Não está claro por qual razão o Almirante Dönitz foi condenado a 10 anos de prisão. O principal juiz americano da Corte disse: “É, na minha opinião, uma ofensa ao nosso conceito de justiça punir um homem que fez exatamente o que nós fizemos também. Os alemães fizeram uma guerra no mar muito mais limpa do que a nossa”.

Esquecimentos

O julgamento de Nuremberga cheira a encobrimento. Os arguidos ​​foram acusados ​​pela invasão alemã da Noruega. O que não foi citado é que os ingleses estavam prestes a invadir a Noruega, e os alemães, mais eficientes, tinham descoberto o plano deles e conseguiram invadir primeiro.
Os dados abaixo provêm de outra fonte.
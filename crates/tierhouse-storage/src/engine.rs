//! Tier Engine
//!
//! The top-level coordinator: one value that owns the tier stores, the
//! rehydrated cache, the transit journal and the per-identifier locks, and
//! routes every external request to the component responsible for it.
//!
//! ## Architecture
//!
//! ```text
//! TierEngine
//!     │
//!     ├─ ingest ──────────────→ Hot store (uncompressed)
//!     │
//!     ├─ run_transition_pass ─→ TransitionExecutor ─→ TransitJournal
//!     │                               │
//!     │                               └─ Hot → Cool → Archive
//!     │
//!     └─ retrieve ────────────→ RetrievalCoordinator ─→ Rehydrator ─→ RehydratedCache
//! ```
//!
//! All components share one [`KeyLocks`], so operations on the same identifier
//! are serialized across ingestion, passes and retrieval.
//!
//! ## Usage
//!
//! ```ignore
//! use tierhouse_storage::{TierEngine, TieringConfig};
//! use tierhouse_core::Priority;
//!
//! let engine = TierEngine::open(TieringConfig::with_data_dir("./data")).await?;
//! engine.ingest(record).await?;
//!
//! let report = engine.run_transition_pass().await;
//! println!("moved {} records", report.total_moved());
//!
//! let record = engine.retrieve(&id, Priority::Expedited).await?;
//! ```

use std::collections::BTreeMap;
use std::sync::Arc;
use std::time::Duration;

use chrono::{DateTime, Utc};
use serde::Serialize;
use tierhouse_core::{CompressionLevel, Priority, Record, RecordId, TierLocation};
use tracing::{debug, info};

use crate::cache::{CacheStats, RehydratedCache};
use crate::config::TieringConfig;
use crate::error::{Error, Result};
use crate::executor::{TransitionExecutor, TransitionReport};
use crate::journal::{RecoveryReport, TransitJournal};
use crate::lock::KeyLocks;
use crate::policy::PolicyEngine;
use crate::rehydration::{RehydrationLatency, Rehydrator};
use crate::retrieval::{RetrievalCoordinator, Retrieved};
use crate::store::TierSet;

/// One entry of a [`TierEngine::tier_contents`] listing.
#[derive(Debug, Clone, PartialEq, Eq, Serialize)]
pub struct TierEntry {
    pub id: RecordId,
    pub compression: Option<CompressionLevel>,
    pub size_bytes: u64,
}

/// Snapshot of every location, lifecycle tiers plus the rehydrated cache.
pub type TierContents = BTreeMap<TierLocation, Vec<TierEntry>>;

pub struct TierEngine {
    config: TieringConfig,
    tiers: TierSet,
    locks: Arc<KeyLocks>,
    cache: Arc<RehydratedCache>,
    executor: TransitionExecutor,
    retrieval: RetrievalCoordinator,
    recovery: RecoveryReport,
}

impl TierEngine {
    /// Open file-backed tiers under `config.data_dir`, replaying any leftover
    /// transit markers before returning.
    pub async fn open(config: TieringConfig) -> Result<Self> {
        config.validate()?;
        let tiers = TierSet::open_files(config.data_dir()).await?;
        Self::open_with_tiers(config, tiers).await
    }

    /// Like [`TierEngine::open`], but over caller-supplied lifecycle stores.
    /// The rehydrated cache and transit journal still live under `data_dir`.
    pub async fn open_with_tiers(config: TieringConfig, tiers: TierSet) -> Result<Self> {
        config.validate()?;
        tierhouse_observability::init();

        let locks = Arc::new(KeyLocks::new());
        let cache = Arc::new(
            RehydratedCache::open_with_locks(
                config.tier_dir(TierLocation::RehydratedCache),
                config.rehydrated_cache_max_bytes,
                locks.clone(),
            )
            .await?,
        );
        let journal = Arc::new(TransitJournal::open(config.transit_dir()).await?);

        let recovery = journal.recover(&tiers).await?;
        if !recovery.is_clean() {
            info!(
                completed = recovery.completed,
                rolled_back = recovery.rolled_back,
                deferred = recovery.deferred,
                "Replayed transit journal"
            );
        }

        let executor = TransitionExecutor::new(
            tiers.clone(),
            locks.clone(),
            journal,
            PolicyEngine::new(config.policies()),
            config.transition_concurrency,
        );
        let latency = RehydrationLatency::new(config.expedited_latency, config.standard_latency)?;
        let retrieval = RetrievalCoordinator::new(
            tiers.clone(),
            locks.clone(),
            cache.clone(),
            Rehydrator::new(cache.clone(), locks.clone(), latency),
            config.serve_rehydrated_copies,
        );

        info!(data_dir = %config.data_dir().display(), "Tier engine opened");

        Ok(Self {
            config,
            tiers,
            locks,
            cache,
            executor,
            retrieval,
            recovery,
        })
    }

    /// Store a new record in Hot, uncompressed.
    ///
    /// Rejects invalid records and identifiers already held by any lifecycle tier.
    pub async fn ingest(&self, record: Record) -> Result<()> {
        record.validate()?;
        let _guard = self.locks.lock(&record.id).await;

        let present = self.tiers.locate(&record.id).await;
        if let Some(tier) = present.first() {
            return Err(Error::InvalidInput(format!(
                "record {} already exists in {}",
                record.id, tier
            )));
        }

        let hot = self
            .tiers
            .get(TierLocation::Hot)
            .ok_or_else(|| Error::InvalidConfig("no hot tier configured".to_string()))?;
        let meta = hot.write(&record, None).await?;

        tierhouse_observability::metrics::RECORDS_INGESTED_TOTAL.inc();
        debug!(record_id = %record.id, size_bytes = meta.size_bytes, "Ingested record");
        Ok(())
    }

    /// Run one transition pass evaluated at the current time.
    pub async fn run_transition_pass(&self) -> TransitionReport {
        self.run_transition_pass_at(Utc::now()).await
    }

    /// Run one transition pass as if the clock read `now`.
    pub async fn run_transition_pass_at(&self, now: DateTime<Utc>) -> TransitionReport {
        self.executor.run_pass(now).await
    }

    pub async fn retrieve(&self, id: &RecordId, priority: Priority) -> Result<Record> {
        self.retrieval.retrieve(id, priority).await
    }

    /// Retrieve with a caller-side deadline. A rehydration that outlives the
    /// deadline still completes and fills the cache.
    pub async fn retrieve_with_timeout(
        &self,
        id: &RecordId,
        priority: Priority,
        timeout: Duration,
    ) -> Result<Record> {
        self.retrieval
            .fetch(id, priority, Some(timeout))
            .await
            .map(|r| r.record)
    }

    /// Retrieve along with the location the record was served from.
    pub async fn fetch(
        &self,
        id: &RecordId,
        priority: Priority,
        timeout: Option<Duration>,
    ) -> Result<Retrieved> {
        self.retrieval.fetch(id, priority, timeout).await
    }

    /// Every identifier per location, sorted, with its stored compression.
    pub async fn tier_contents(&self) -> TierContents {
        let mut contents = TierContents::new();

        for (tier, store) in self.tiers.iter() {
            contents.insert(tier, to_entries(store.entries().await));
        }
        contents.insert(
            TierLocation::RehydratedCache,
            to_entries(self.cache.entries().await),
        );

        contents
    }

    /// Lifecycle tiers currently holding `id`.
    pub async fn locate(&self, id: &RecordId) -> Vec<TierLocation> {
        self.tiers.locate(id).await
    }

    /// What the transit journal replay did when this engine was opened.
    pub fn recovery_report(&self) -> &RecoveryReport {
        &self.recovery
    }

    pub async fn cache_stats(&self) -> CacheStats {
        self.cache.stats().await
    }

    /// Rehydrations currently in flight.
    pub fn rehydrations_in_flight(&self) -> usize {
        self.retrieval.rehydrator().in_flight()
    }

    pub fn config(&self) -> &TieringConfig {
        &self.config
    }
}

fn to_entries(entries: Vec<(RecordId, crate::store::EntryMeta)>) -> Vec<TierEntry> {
    let mut entries: Vec<TierEntry> = entries
        .into_iter()
        .map(|(id, meta)| TierEntry {
            id,
            compression: meta.compression,
            size_bytes: meta.size_bytes,
        })
        .collect();
    entries.sort_by(|a, b| a.id.cmp(&b.id));
    entries
}

#[cfg(test)]
mod tests {
    use super::*;
    use chrono::Duration as ChronoDuration;
    use tempfile::TempDir;
    use tierhouse_core::LineItem;

    fn record(seq: u32, issued_at: DateTime<Utc>) -> Record {
        Record::new(
            RecordId::billing(seq),
            format!("CUST-{:03}", seq),
            issued_at,
            seq as f64 * 1.23 + 100.0,
            "USD",
            "Cloud services",
            vec![LineItem::new("Compute", 1, 80.0), LineItem::new("Storage", 2, 10.0)],
        )
    }

    fn config(dir: &TempDir) -> TieringConfig {
        TieringConfig {
            expedited_latency: Duration::from_millis(20),
            standard_latency: Duration::from_millis(60),
            ..TieringConfig::with_data_dir(dir.path())
        }
    }

    #[tokio::test]
    async fn test_ingest_lands_in_hot_uncompressed() {
        let dir = TempDir::new().unwrap();
        let engine = TierEngine::open(config(&dir)).await.unwrap();

        engine.ingest(record(1, Utc::now())).await.unwrap();

        let contents = engine.tier_contents().await;
        let hot = &contents[&TierLocation::Hot];
        assert_eq!(hot.len(), 1);
        assert_eq!(hot[0].id, RecordId::billing(1));
        assert_eq!(hot[0].compression, None);
        assert!(contents[&TierLocation::Cool].is_empty());
        assert!(contents[&TierLocation::RehydratedCache].is_empty());
    }

    #[tokio::test]
    async fn test_duplicate_ingest_rejected() {
        let dir = TempDir::new().unwrap();
        let engine = TierEngine::open(config(&dir)).await.unwrap();
        let issued = Utc::now() - ChronoDuration::days(100);

        engine.ingest(record(1, issued)).await.unwrap();
        engine.run_transition_pass().await;
        assert_eq!(engine.locate(&RecordId::billing(1)).await, vec![TierLocation::Cool]);

        // Still rejected once the record has moved on
        let result = engine.ingest(record(1, Utc::now())).await;
        assert!(matches!(result, Err(Error::InvalidInput(_))));
        assert_eq!(engine.locate(&RecordId::billing(1)).await, vec![TierLocation::Cool]);
    }

    #[tokio::test]
    async fn test_invalid_record_rejected() {
        let dir = TempDir::new().unwrap();
        let engine = TierEngine::open(config(&dir)).await.unwrap();
        let mut bad = record(2, Utc::now());
        bad.currency = String::new();

        assert!(matches!(engine.ingest(bad).await, Err(Error::Core(_))));
        assert!(engine.locate(&RecordId::billing(2)).await.is_empty());
    }

    #[tokio::test]
    async fn test_invalid_config_rejected() {
        let dir = TempDir::new().unwrap();
        let config = TieringConfig {
            expedited_latency: Duration::from_secs(20),
            standard_latency: Duration::from_secs(10),
            ..TieringConfig::with_data_dir(dir.path())
        };
        assert!(matches!(
            TierEngine::open(config).await,
            Err(Error::InvalidConfig(_))
        ));
    }

    #[tokio::test]
    async fn test_reopen_keeps_contents() {
        let dir = TempDir::new().unwrap();
        {
            let engine = TierEngine::open(config(&dir)).await.unwrap();
            engine.ingest(record(1, Utc::now())).await.unwrap();
            engine
                .ingest(record(2, Utc::now() - ChronoDuration::days(400)))
                .await
                .unwrap();
            engine.run_transition_pass().await;
        }

        let engine = TierEngine::open(config(&dir)).await.unwrap();
        assert!(engine.recovery_report().is_clean());
        assert_eq!(engine.locate(&RecordId::billing(1)).await, vec![TierLocation::Hot]);
        assert_eq!(
            engine.locate(&RecordId::billing(2)).await,
            vec![TierLocation::Archive]
        );
    }

    #[tokio::test]
    async fn test_tier_contents_lists_rehydrated_copies() {
        let dir = TempDir::new().unwrap();
        let engine = TierEngine::open(config(&dir)).await.unwrap();
        let rec = record(3, Utc::now() - ChronoDuration::days(400));
        engine.ingest(rec.clone()).await.unwrap();
        engine.run_transition_pass().await;

        let retrieved = engine.retrieve(&rec.id, Priority::Expedited).await.unwrap();
        assert_eq!(retrieved, rec);

        let contents = engine.tier_contents().await;
        assert_eq!(contents[&TierLocation::Archive][0].compression, Some(CompressionLevel::BEST));
        assert_eq!(contents[&TierLocation::RehydratedCache].len(), 1);
        assert_eq!(contents[&TierLocation::RehydratedCache][0].id, rec.id);
        assert!(engine.cache_stats().await.entry_count >= 1);
    }
}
Os acusados ​​foram considerados culpados de usar o trabalho de escravos. Paradoxal se pensarmos nas práticas do sistema soviético (os gulags). Além disso, enquanto o julgamento estava a decorrer, os soviéticos reuniram os alemães em forças para serem escravos e trabalhar para reconstruir a economia russa devastada pela guerra.

Uma das fossas comuns na Floresta Katyn

Os acusados ​​foram considerados culpados de execuções em massa apesar dos russos, que faziam parte da a acusação, terem morto 21.857 cidadãos polacos no massacre de Katyn Forest (para o qual ninguém alguma vez foi responsabilizado).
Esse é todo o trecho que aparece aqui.